Separate and distinct mandates do not change the underlying ecological reality of a given space.

A second aspect of the conversati­on around Karachi focuses on ethnic fragmentat­ion, the extraction of economic surplus from the city through rent-seeking and corruption by the Sindh government, and its indifferen­ce towards the fate of its citizens. These factors are identified as the underlying reason for why Karachi is in a state of municipal disrepair. At their ugliest, such conversati­ons tend to gravitate towards highly racialised and/or xenophobic tropes about entitlemen­t to the city and its resources.

My contention here is that these two conversati­ons - technocrat­ic aspects and societal demographi­c and political reality - while happening distinctly need to be seen as part of one constituti­ve urban political economy. And without this view, any solution proposed will be unsustaina­ble. To this end, the case of Lahore is somewhat revelatory.

Lahore's municipal infrastruc­ture is reasonable by lower-middle-income country standards. Parts of the city, where land developmen­t has been ad hoc and pervasive, suffer from similar bouts of flooding during monsoon, while in many areas access to clean drinking water remains a persistent issue. On the other hand, road and community infrastruc­ture is relatively robust, and sanitation and solid waste management services - given income and municipal revenue per capita levels - are quite reasonable.

Lahore does not de jure enjoy special administra­tive status. Neither is its city government cohesive and accountabl­e to its citizens. Developmen­tal and regulatory functions for urban real estate and sanitation developmen­t lie with the same unaccounta­ble and largely incompeten­t behemoth, Lahore Developmen­t Authority, while other issues are dealt with by other arms of the provincial government (land records, solid waste management, public transport planning) or the federal government (cantonment boards and DHA).

The difference in outcome across these two cities arises out of a difference in underlying political economy. Lahore's residents and those in charge of making decisions in the city are tied to higher tiers of decision-makers through shared ethnic, factional, or partisan ties, even in the absence of an elected local govt system.

Most cite the case of the PML-N in Punjab, given its historical roots, large basis of support in the city, and bias towards Lahore as a reason for this, but the relationsh­ip actually holds for when other parties have held power too - notably the PML-Q in 2002-07 and PTI from 2018 onwards. Each party has felt some degree of responsibi­lity towards Lahore's elite and middle-class voters and thus caters to their municipal developmen­tal needs. This responsibi­lity exists regardless of the institutio­nal architectu­re through which Lahore is governed.

This pattern cannot be replicated in Karachi given its far more diverse population and complex history.

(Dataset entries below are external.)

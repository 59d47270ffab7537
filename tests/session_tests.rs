//! Session, option dispatch and pipeline tests.

use std::sync::atomic::{AtomicUsize, Ordering};
use std::sync::Arc;
use std::time::Duration;

use codelab_sandbox_rs::compilation::{
    AssemblyStreams, CompileOutput, CompiledAssembly, OptimizationLevel, OutputKind,
};
use codelab_sandbox_rs::languages::SourcePosition;
use codelab_sandbox_rs::policy::enforcement::POLICY_VIOLATION_ID;
use codelab_sandbox_rs::prelude::*;

/// Engine returning an empty assembly and counting its invocations.
#[derive(Default)]
struct CountingEngine {
    calls: AtomicUsize,
}

impl CompilationEngine for CountingEngine {
    fn compile(&self, _session: &CompilationSession) -> CompileOutput {
        self.calls.fetch_add(1, Ordering::SeqCst);
        CompileOutput {
            assembly: Some(CompiledAssembly::new(AssemblyStreams::new(vec![0u8]), Vec::new())),
            diagnostics: Vec::new(),
        }
    }
}

struct EchoBackend;

impl InspectionBackend for EchoBackend {
    fn inspect(&self, session: &CompilationSession, _streams: &AssemblyStreams) -> Result<String> {
        Ok(format!("{} for {}", session.target().unwrap_or_default(), session.language_name()))
    }
}

fn session(language: &str, target: &str, text: &str) -> CompilationSession {
    let mut session = global_registry().start_session(language).unwrap();
    OptionDispatcher::new()
        .apply(&mut session, options::TARGET, target)
        .unwrap();
    session.set_text(text);
    session
}

fn wasm_pipeline() -> Pipeline {
    let host = Arc::new(ExecutionHost::new(SandboxConfig::default()).unwrap());
    Pipeline::new(Arc::new(WasmEngine::new(Arc::clone(&host)))).with_host(host)
}

#[test]
fn test_every_language_accepts_options() {
    let dispatcher = OptionDispatcher::new();
    for language in global_registry().languages() {
        let mut session = global_registry().start_session(language).unwrap();
        let unhandled = dispatcher
            .apply_all(
                &mut session,
                [
                    (options::OPTIMIZE, "release"),
                    (options::TARGET, targets::IL),
                    ("x-editor", "vim"),
                ],
            )
            .unwrap();

        assert_eq!(unhandled, ["x-editor"], "{language}");
        assert_eq!(session.optimization(), OptimizationLevel::Release, "{language}");
        assert_eq!(session.target(), Some(targets::IL), "{language}");
    }
}

#[test]
fn test_sessions_are_independent() {
    let mut release = global_registry().start_session(names::CSHARP).unwrap();
    let debug = global_registry().start_session(names::CSHARP).unwrap();
    OptionDispatcher::new()
        .apply(&mut release, options::OPTIMIZE, "release")
        .unwrap();

    assert_eq!(release.optimization(), OptimizationLevel::Release);
    assert_eq!(debug.optimization(), OptimizationLevel::Debug);
    assert!(debug
        .parse_options
        .preprocessor_symbols
        .contains(&"DEBUG".to_string()));
}

#[test]
fn test_run_target_builds_console_application() {
    let csharp = session(names::CSHARP, targets::RUN, "");
    assert_eq!(csharp.compilation_options.output_kind, OutputKind::ConsoleApplication);
    assert!(!csharp.compilation_options.allow_unsafe);

    let fsharp = session(names::FSHARP, targets::RUN, "");
    assert_eq!(fsharp.compilation_options.output_kind, OutputKind::DynamicallyLinkedLibrary);
}

#[test]
fn test_method_parameter_lines() {
    let text = "class Calc\n{\n    int Add(int a,\n            int b)\n    {\n        return a + b;\n    }\n}\n";
    let session = session(names::CSHARP, targets::RUN, text);
    let adapter = session.adapter();

    assert_eq!(
        adapter.method_parameter_lines(&session, SourcePosition::new(6, 9)),
        [3, 4]
    );
    assert!(adapter
        .method_parameter_lines(&session, SourcePosition::new(1, 1))
        .is_empty());
}

#[test]
fn test_static_initializer_not_supported_for_jit_asm() {
    let engine = Arc::new(CountingEngine::default());
    let pipeline = Pipeline::new(engine.clone())
        .with_backend(targets::JIT_ASM, Arc::new(EchoBackend))
        .with_backend(targets::IL, Arc::new(EchoBackend));
    let text = "class Counter\n{\n    static int next = 1;\n}\n";

    let jit = tokio_test::block_on(pipeline.update(&session(names::CSHARP, targets::JIT_ASM, text)));
    let failure = jit.failure.unwrap();
    assert_eq!(failure.kind, FailureKind::NotSupported);
    assert!(failure.message.contains("Counter"));
    assert_eq!(engine.calls.load(Ordering::SeqCst), 0);

    let il = tokio_test::block_on(pipeline.update(&session(names::CSHARP, targets::IL, text)));
    assert!(il.is_success());
    assert!(matches!(il.output, Some(UpdateOutput::Inspection(ref text)) if text == "IL for C#"));
    assert_eq!(engine.calls.load(Ordering::SeqCst), 1);
}

#[test]
fn test_shared_initializers_not_supported_for_jit_asm() {
    let engine = Arc::new(CountingEngine::default());
    let pipeline = Pipeline::new(engine.clone()).with_backend(targets::JIT_ASM, Arc::new(EchoBackend));

    let vb = tokio_test::block_on(pipeline.update(&session(
        names::VISUAL_BASIC,
        targets::JIT_ASM,
        "Class C\n    Shared F As Integer = 0\nEnd Class\n",
    )));
    let failure = vb.failure.unwrap();
    assert_eq!(failure.kind, FailureKind::NotSupported);
    assert!(failure.message.contains("`C`"));

    let fsharp = tokio_test::block_on(pipeline.update(&session(
        names::FSHARP,
        targets::JIT_ASM,
        "module Lookup\nlet table = dict [ 1, \"one\" ]\n",
    )));
    assert_eq!(fsharp.failure.unwrap().kind, FailureKind::NotSupported);
    assert_eq!(engine.calls.load(Ordering::SeqCst), 0);

    let functions_only = tokio_test::block_on(pipeline.update(&session(
        names::FSHARP,
        targets::JIT_ASM,
        "module Lookup\nlet find key = key + 1\n",
    )));
    assert!(functions_only.is_success());
    assert_eq!(engine.calls.load(Ordering::SeqCst), 1);
}

#[tokio::test]
async fn test_run_through_pipeline() {
    let wat = r#"(module
        (import "System.Console" "WriteLine" (func $println (param i32 i32)))
        (memory (export "memory") 1)
        (data (i32.const 0) "Hello, World!")
        (func (export "_start") (call $println (i32.const 0) (i32.const 13))))"#;

    let result = wasm_pipeline()
        .update(&session(names::CSHARP, targets::RUN, wat))
        .await;
    assert!(result.is_success(), "{:?}", result.failure);
    match result.output {
        Some(UpdateOutput::Execution(execution)) => {
            assert!(execution.is_success());
            assert_eq!(execution.stdout, "Hello, World!\n");
        }
        other => panic!("expected execution output, got {other:?}"),
    }
}

#[tokio::test]
async fn test_policy_violation_through_pipeline() {
    let wat = "(module\n  (import \"System.IO.File\" \"Delete\" (func (param i32 i32)))\n  (func (export \"_start\")))";

    let result = wasm_pipeline()
        .update(&session(names::VISUAL_BASIC, targets::RUN, wat))
        .await;
    assert_eq!(result.failure.unwrap().kind, FailureKind::PolicyViolation);
    assert_eq!(result.diagnostics.len(), 1);
    assert_eq!(result.diagnostics[0].id, POLICY_VIOLATION_ID);
    assert_eq!(result.diagnostics[0].line, Some(2));
    assert!(result.output.is_none());
}

#[tokio::test]
async fn test_invalid_module_is_a_compilation_failure() {
    let result = wasm_pipeline()
        .update(&session(names::FSHARP, targets::RUN, "(module (func"))
        .await;
    assert_eq!(result.failure.unwrap().kind, FailureKind::Compilation);
    assert!(result.diagnostics[0].is_error());
}

#[tokio::test]
async fn test_cancel_session_during_run() {
    let session = session(
        names::CSHARP,
        targets::RUN,
        r#"(module (func (export "_start") (loop $spin (br $spin))))"#,
    );
    let handle = session.cancel_handle();
    tokio::spawn(async move {
        tokio::time::sleep(Duration::from_millis(50)).await;
        handle.cancel();
    });

    let result = wasm_pipeline().update(&session).await;
    assert_eq!(result.failure.unwrap().kind, FailureKind::Cancelled);
}
//! Process-wide language adapter registry.

use std::collections::BTreeMap;
use std::fmt;
use std::sync::{Arc, LazyLock, OnceLock};

use super::{CSharpAdapter, FSharpAdapter, LanguageAdapter, LanguageDefaults, SharedOptions, VisualBasicAdapter};
use crate::compilation::session::CompilationSession;
use crate::error::{Result, SandboxError};
use crate::macros::info;

struct Entry {
    adapter: Arc<dyn LanguageAdapter>,
    defaults: OnceLock<LanguageDefaults>,
}

/// Immutable mapping from language name to adapter.
///
/// Each adapter's [`configure`](LanguageAdapter::configure) runs lazily, the
/// first time a session for that language starts, and exactly once.
pub struct LanguageRegistry {
    shared: SharedOptions,
    entries: BTreeMap<&'static str, Entry>,
}

impl LanguageRegistry {
    /// Create a registry over the given adapters.
    pub fn new(shared: SharedOptions, adapters: impl IntoIterator<Item = Arc<dyn LanguageAdapter>>) -> Self {
        let entries = adapters
            .into_iter()
            .map(|adapter| {
                (
                    adapter.language_name(),
                    Entry {
                        adapter,
                        defaults: OnceLock::new(),
                    },
                )
            })
            .collect();
        Self { shared, entries }
    }

    /// Registry with the C#, Visual Basic and F# adapters.
    pub fn with_default_adapters(shared: SharedOptions) -> Self {
        let adapters: [Arc<dyn LanguageAdapter>; 3] = [
            Arc::new(CSharpAdapter),
            Arc::new(VisualBasicAdapter),
            Arc::new(FSharpAdapter),
        ];
        Self::new(shared, adapters)
    }

    fn entry(&self, language: &str) -> Result<&Entry> {
        self.entries
            .get(language)
            .ok_or_else(|| SandboxError::UnknownLanguage(language.to_string()))
    }

    /// Registered language names.
    pub fn languages(&self) -> impl Iterator<Item = &'static str> + '_ {
        self.entries.keys().copied()
    }

    /// The adapter registered for `language`.
    pub fn adapter(&self, language: &str) -> Result<Arc<dyn LanguageAdapter>> {
        Ok(Arc::clone(&self.entry(language)?.adapter))
    }

    /// Defaults for `language`, configuring the adapter on first use.
    pub fn defaults(&self, language: &str) -> Result<&LanguageDefaults> {
        let entry = self.entry(language)?;
        Ok(entry.defaults.get_or_init(|| {
            info!(language, "configuring language adapter");
            entry.adapter.configure(&self.shared)
        }))
    }

    /// Whether `language` has been configured yet.
    pub fn is_configured(&self, language: &str) -> bool {
        self.entries
            .get(language)
            .is_some_and(|entry| entry.defaults.get().is_some())
    }

    /// Start a session bound to the adapter for `language`.
    pub fn start_session(&self, language: &str) -> Result<CompilationSession> {
        let defaults = self.defaults(language)?;
        Ok(CompilationSession::new(self.adapter(language)?, defaults))
    }
}

impl fmt::Debug for LanguageRegistry {
    fn fmt(&self, f: &mut fmt::Formatter<'_>) -> fmt::Result {
        f.debug_struct("LanguageRegistry")
            .field("languages", &self.entries.keys().collect::<Vec<_>>())
            .field("shared", &self.shared)
            .finish()
    }
}

static GLOBAL_REGISTRY: LazyLock<LanguageRegistry> =
    LazyLock::new(|| LanguageRegistry::with_default_adapters(SharedOptions::default()));

/// The process-wide registry with the default adapters.
pub fn global_registry() -> &'static LanguageRegistry {
    &GLOBAL_REGISTRY
}

#[cfg(test)]
mod tests {
    use super::*;
    use crate::languages::names;

    #[test]
    fn test_configures_lazily_once() {
        let registry = LanguageRegistry::with_default_adapters(SharedOptions::default());
        assert!(!registry.is_configured(names::FSHARP));

        let first = registry.defaults(names::FSHARP).unwrap() as *const LanguageDefaults;
        let second = registry.defaults(names::FSHARP).unwrap() as *const LanguageDefaults;
        assert_eq!(first, second);
        assert!(registry.is_configured(names::FSHARP));
        assert!(!registry.is_configured(names::CSHARP));
    }

    #[test]
    fn test_session_bound_to_language() {
        let session = global_registry().start_session(names::CSHARP).unwrap();
        assert_eq!(session.language_name(), names::CSHARP);
        assert!(session.references().contains("System.Runtime"));
    }

    #[test]
    fn test_unknown_language() {
        let error = global_registry().start_session("COBOL").unwrap_err();
        assert!(matches!(error, SandboxError::UnknownLanguage(ref name) if name == "COBOL"));
        assert_eq!(
            global_registry().languages().collect::<Vec<_>>(),
            ["C#", "F#", "Visual Basic"]
        );
    }
}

But what it also tells us is that tinkering with institutio­nal design of urban government is not going to do much as long as the underlying politics doesn't change. Back in 2001, the federal government was able to create a new local government arrangemen­t, but one that fell apart violently 2007 onwards. That in itself reveals something about the sustainabi­lity of such transforma­tional plans.

The PTI repeatedly talks about its national character yet has mostly given up on electoral prospects in Sindh beyond Karachi. There seems to be no appetite in the party to actually organise politicall­y and challenge the incumbent's hegemony. The PPP too talks about how Karachi belongs to Sindh and Sindhis, and yet not only pays little attention to the demands of Karachi's residents but also colludes in the dispossess­ion of Sindhis and Baloch communitie­s for speculativ­e real estate developmen­t. Without a shift in underlying political realities that link different blocks of citizens to decision-makers, the fate of Karachi - as would be the case with any city - is unlikely to change.